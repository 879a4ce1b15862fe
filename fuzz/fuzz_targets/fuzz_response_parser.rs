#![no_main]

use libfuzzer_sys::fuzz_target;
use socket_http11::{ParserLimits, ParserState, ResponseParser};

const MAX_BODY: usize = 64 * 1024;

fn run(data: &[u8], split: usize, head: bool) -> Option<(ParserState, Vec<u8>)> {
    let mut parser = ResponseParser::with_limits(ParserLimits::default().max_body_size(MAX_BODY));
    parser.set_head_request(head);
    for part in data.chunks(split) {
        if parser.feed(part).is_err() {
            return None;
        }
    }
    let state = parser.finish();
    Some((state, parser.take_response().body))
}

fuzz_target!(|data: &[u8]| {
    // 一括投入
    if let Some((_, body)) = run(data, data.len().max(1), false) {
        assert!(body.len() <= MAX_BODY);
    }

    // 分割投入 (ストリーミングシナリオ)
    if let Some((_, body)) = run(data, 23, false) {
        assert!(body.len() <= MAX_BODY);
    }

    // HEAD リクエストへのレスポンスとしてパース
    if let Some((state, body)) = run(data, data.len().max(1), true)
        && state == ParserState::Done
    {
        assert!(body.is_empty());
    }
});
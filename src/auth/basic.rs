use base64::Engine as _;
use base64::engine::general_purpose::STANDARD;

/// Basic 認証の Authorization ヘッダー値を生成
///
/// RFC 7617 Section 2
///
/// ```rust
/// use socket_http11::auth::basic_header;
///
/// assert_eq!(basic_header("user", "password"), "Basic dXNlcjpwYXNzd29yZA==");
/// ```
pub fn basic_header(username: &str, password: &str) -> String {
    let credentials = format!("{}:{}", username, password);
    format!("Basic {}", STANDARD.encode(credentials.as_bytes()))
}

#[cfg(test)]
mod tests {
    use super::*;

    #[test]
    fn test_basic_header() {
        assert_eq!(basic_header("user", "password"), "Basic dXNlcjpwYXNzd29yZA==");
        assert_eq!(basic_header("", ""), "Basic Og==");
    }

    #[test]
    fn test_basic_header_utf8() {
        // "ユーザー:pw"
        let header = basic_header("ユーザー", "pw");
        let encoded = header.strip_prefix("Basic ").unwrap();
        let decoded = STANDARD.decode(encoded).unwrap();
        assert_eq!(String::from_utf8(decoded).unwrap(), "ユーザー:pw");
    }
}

==

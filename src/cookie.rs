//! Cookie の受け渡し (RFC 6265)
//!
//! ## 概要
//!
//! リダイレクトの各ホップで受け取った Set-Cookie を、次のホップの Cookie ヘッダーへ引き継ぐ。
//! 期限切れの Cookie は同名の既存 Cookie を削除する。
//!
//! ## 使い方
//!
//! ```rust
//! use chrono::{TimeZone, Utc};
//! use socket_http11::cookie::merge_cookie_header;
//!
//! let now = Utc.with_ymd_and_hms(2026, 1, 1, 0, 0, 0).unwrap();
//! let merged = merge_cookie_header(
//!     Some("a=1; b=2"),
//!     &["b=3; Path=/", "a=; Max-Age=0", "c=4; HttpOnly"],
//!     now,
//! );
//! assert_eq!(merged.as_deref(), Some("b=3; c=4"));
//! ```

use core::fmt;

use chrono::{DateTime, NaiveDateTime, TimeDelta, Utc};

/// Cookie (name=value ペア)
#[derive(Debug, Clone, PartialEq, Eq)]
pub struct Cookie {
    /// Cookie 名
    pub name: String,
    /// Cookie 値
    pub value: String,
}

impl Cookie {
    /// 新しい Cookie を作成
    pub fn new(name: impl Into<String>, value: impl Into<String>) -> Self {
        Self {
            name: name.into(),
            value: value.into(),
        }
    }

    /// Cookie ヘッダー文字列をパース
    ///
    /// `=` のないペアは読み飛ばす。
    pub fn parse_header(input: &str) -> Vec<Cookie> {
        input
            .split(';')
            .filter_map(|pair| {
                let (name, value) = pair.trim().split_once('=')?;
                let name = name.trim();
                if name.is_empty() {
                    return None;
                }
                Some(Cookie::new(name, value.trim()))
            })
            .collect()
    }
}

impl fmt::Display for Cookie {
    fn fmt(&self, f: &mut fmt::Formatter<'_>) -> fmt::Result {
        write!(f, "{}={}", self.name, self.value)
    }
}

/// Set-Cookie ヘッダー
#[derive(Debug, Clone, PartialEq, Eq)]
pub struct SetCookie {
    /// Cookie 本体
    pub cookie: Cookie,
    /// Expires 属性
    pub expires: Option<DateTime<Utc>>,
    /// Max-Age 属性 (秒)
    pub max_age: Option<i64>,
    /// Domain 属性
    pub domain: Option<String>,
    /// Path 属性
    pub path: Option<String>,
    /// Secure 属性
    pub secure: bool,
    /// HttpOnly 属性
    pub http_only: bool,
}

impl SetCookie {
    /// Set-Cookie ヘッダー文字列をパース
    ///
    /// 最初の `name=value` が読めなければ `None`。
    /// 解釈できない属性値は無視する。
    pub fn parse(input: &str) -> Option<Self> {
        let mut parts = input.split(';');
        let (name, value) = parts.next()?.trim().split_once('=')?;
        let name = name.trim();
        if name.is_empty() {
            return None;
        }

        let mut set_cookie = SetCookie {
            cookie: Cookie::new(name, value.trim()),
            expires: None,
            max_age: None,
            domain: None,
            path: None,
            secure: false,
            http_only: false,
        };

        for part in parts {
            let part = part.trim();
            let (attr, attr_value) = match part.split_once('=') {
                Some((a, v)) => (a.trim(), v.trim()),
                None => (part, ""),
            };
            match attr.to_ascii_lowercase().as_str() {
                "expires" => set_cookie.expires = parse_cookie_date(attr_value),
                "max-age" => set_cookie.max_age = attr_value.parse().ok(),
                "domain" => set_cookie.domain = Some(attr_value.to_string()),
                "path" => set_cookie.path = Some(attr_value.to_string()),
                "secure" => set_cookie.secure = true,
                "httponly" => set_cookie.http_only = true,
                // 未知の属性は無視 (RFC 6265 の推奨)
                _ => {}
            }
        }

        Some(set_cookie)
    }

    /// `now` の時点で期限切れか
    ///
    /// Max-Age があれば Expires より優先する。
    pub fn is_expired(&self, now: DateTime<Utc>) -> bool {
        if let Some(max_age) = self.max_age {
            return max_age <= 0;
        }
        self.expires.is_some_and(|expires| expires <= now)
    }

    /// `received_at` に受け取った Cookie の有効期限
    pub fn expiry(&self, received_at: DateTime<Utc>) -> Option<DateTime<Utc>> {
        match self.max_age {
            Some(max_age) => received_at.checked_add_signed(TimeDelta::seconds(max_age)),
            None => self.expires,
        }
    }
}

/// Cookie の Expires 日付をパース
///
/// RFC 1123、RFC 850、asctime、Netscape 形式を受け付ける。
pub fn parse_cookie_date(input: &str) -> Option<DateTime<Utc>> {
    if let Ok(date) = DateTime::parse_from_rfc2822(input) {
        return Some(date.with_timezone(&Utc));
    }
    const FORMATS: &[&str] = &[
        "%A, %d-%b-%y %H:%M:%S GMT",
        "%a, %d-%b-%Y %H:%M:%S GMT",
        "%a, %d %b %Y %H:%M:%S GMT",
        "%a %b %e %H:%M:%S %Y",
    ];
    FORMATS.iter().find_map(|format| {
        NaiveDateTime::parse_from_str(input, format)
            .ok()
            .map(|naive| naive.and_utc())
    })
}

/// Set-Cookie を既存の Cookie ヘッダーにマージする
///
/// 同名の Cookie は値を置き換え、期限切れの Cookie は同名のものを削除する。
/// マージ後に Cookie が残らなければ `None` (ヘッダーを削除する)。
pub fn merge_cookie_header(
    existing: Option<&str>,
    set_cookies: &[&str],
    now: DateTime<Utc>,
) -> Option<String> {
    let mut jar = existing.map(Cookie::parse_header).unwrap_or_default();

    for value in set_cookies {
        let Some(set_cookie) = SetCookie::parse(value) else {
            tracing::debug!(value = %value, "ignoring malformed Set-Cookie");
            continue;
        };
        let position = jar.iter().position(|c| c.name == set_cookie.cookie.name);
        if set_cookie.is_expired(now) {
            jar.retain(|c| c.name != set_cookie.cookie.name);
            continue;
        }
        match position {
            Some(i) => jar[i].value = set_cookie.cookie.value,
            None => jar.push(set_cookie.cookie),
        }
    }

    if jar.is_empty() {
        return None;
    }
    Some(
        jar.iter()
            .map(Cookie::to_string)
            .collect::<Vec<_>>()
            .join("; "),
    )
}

* * *

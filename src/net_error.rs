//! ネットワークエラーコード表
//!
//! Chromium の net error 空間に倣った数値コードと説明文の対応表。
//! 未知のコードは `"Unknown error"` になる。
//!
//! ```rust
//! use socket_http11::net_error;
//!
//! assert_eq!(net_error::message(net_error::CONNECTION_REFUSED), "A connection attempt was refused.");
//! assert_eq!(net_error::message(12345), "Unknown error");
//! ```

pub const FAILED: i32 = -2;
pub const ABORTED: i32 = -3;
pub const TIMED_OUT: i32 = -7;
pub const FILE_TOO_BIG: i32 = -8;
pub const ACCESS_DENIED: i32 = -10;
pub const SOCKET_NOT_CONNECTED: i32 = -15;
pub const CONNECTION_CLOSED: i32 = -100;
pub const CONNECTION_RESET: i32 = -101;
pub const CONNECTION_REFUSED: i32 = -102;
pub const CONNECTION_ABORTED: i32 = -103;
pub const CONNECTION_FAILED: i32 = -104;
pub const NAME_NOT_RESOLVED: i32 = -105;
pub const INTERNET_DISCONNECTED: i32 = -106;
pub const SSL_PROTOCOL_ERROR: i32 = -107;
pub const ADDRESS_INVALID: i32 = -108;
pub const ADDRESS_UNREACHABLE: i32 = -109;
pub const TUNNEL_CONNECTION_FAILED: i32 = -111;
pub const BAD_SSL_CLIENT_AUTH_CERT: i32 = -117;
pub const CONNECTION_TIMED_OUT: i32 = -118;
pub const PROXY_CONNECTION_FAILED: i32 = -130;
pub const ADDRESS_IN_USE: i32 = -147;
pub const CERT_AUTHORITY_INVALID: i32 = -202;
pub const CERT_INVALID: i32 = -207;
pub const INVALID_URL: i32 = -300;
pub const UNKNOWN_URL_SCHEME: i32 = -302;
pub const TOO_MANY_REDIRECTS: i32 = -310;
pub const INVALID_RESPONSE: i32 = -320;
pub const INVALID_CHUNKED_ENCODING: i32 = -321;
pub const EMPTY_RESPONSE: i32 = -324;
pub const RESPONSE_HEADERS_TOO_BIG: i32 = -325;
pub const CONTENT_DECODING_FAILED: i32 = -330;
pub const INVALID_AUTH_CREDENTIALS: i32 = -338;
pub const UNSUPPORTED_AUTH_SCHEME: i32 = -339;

_Try it:_ Search the records above for the string "STANDARD" and copy each line that holds it.

_The completed task:_
use base64::engine::general_purpose::STANDARD;
    format!("Basic {}", STANDARD.encode(credentials.as_bytes()))
        let decoded = STANDARD.decode(encoded).unwrap();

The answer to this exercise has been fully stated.